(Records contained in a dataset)
-- Opening Marker --
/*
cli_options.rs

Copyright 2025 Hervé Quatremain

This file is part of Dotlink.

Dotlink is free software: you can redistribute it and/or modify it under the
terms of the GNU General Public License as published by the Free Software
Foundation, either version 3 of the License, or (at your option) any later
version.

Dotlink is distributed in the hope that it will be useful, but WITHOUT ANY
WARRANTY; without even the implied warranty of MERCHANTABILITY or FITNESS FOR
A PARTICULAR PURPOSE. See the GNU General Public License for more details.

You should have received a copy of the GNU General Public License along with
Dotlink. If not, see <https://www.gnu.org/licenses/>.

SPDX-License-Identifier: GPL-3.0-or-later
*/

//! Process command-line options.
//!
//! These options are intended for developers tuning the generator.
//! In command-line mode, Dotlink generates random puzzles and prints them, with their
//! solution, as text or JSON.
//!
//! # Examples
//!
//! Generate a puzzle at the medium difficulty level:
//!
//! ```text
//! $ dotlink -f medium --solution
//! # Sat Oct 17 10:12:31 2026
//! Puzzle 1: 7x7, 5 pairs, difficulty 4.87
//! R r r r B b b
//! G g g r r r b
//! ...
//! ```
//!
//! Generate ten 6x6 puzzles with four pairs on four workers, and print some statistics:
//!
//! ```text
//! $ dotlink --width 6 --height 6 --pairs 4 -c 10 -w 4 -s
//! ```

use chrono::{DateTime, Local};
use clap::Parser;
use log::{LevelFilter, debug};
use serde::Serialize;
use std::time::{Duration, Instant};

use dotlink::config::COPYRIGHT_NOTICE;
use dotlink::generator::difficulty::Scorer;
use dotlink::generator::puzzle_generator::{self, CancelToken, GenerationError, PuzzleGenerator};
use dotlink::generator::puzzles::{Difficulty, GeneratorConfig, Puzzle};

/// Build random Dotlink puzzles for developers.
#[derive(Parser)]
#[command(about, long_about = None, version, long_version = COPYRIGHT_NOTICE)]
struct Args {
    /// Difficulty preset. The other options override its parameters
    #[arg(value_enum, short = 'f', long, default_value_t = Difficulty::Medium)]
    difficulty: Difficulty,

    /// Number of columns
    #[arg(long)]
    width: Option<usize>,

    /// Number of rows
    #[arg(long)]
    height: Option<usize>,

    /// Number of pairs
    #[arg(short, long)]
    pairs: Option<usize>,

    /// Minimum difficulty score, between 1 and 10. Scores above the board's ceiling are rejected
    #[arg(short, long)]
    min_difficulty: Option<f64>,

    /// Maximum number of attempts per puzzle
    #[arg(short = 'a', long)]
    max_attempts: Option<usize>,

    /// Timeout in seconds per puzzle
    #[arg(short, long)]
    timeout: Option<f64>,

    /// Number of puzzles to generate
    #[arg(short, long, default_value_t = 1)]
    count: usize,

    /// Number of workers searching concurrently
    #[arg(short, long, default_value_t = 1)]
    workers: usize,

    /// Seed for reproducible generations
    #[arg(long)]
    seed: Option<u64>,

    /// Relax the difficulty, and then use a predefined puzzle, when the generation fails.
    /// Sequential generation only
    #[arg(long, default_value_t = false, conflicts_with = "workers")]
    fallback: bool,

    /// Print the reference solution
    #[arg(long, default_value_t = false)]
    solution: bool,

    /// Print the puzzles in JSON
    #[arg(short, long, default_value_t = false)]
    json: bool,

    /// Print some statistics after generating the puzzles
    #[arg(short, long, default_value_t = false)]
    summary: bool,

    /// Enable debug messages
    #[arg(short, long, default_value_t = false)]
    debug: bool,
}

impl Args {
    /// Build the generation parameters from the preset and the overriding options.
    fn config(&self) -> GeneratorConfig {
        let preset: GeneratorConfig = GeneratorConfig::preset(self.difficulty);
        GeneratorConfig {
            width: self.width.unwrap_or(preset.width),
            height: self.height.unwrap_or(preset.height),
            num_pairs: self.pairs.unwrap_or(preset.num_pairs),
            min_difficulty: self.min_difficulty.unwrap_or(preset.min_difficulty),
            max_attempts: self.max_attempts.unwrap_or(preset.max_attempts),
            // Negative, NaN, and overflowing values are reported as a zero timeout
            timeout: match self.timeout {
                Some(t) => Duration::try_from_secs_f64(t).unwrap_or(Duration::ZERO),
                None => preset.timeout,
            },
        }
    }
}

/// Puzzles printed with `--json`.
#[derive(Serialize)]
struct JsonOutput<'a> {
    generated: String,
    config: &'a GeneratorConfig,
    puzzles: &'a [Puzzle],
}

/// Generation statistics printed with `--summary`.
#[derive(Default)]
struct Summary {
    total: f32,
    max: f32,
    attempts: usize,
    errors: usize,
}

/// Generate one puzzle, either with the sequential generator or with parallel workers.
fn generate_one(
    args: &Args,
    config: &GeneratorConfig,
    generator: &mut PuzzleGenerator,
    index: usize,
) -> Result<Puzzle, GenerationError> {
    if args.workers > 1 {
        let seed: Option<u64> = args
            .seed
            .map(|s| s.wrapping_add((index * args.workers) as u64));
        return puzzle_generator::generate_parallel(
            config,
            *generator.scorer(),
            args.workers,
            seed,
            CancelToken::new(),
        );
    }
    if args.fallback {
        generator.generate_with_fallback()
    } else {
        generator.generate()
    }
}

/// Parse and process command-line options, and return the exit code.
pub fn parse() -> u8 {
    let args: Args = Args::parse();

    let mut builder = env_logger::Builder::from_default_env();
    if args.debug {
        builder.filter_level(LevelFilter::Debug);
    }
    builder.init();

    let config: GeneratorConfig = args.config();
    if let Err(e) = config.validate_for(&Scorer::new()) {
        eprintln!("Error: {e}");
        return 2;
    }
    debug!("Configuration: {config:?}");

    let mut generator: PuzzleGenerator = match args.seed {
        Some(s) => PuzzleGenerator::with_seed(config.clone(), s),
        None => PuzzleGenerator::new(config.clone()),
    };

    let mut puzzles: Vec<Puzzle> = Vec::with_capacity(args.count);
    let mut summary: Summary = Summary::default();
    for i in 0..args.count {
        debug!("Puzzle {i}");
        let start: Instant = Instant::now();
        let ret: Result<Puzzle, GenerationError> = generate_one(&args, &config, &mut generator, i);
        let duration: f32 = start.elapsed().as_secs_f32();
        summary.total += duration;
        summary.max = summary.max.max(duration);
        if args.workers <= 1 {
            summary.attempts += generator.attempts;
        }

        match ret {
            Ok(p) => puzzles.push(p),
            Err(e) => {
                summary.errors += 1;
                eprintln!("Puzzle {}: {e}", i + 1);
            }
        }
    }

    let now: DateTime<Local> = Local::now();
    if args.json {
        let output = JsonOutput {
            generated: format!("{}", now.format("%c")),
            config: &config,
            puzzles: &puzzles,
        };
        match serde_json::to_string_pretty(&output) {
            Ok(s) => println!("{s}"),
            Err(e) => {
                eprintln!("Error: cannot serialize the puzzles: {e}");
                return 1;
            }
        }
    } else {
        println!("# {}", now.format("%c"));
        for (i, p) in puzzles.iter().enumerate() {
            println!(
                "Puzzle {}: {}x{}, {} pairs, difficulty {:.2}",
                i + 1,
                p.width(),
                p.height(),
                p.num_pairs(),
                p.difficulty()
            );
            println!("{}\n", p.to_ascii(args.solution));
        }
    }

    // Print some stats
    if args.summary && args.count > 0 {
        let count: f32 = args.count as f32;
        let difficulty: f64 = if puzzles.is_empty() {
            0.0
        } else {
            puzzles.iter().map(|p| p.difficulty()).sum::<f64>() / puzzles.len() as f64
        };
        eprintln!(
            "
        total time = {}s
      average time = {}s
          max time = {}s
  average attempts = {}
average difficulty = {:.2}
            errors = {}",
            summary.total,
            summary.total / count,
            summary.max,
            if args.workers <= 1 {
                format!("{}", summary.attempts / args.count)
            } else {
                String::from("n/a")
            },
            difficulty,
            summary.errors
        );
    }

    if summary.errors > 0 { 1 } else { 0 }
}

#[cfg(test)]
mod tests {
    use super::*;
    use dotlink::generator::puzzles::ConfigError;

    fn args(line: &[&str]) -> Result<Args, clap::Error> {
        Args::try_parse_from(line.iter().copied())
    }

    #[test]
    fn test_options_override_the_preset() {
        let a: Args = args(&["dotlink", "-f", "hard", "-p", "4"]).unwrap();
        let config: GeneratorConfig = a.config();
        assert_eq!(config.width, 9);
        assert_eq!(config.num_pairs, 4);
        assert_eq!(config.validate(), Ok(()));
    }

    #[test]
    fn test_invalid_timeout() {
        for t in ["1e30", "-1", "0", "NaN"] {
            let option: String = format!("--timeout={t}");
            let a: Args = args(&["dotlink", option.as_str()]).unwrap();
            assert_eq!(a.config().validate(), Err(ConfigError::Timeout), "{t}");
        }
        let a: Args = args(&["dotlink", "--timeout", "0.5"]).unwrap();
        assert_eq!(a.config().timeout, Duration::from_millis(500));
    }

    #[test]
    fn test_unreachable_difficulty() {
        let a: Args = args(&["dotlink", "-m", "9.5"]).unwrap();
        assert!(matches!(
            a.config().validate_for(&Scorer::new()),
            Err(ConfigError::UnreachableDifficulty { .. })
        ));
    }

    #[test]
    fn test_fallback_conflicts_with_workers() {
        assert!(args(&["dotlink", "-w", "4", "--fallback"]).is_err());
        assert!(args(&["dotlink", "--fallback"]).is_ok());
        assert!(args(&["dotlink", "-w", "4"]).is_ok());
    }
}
-- Closing Marker --
* Exercise requirements:
Copy every line from the records above that contains the word "random".

* Exercise response:
//! In command-line mode, Dotlink generates random puzzles and prints them, with their
/// Build random Dotlink puzzles for developers.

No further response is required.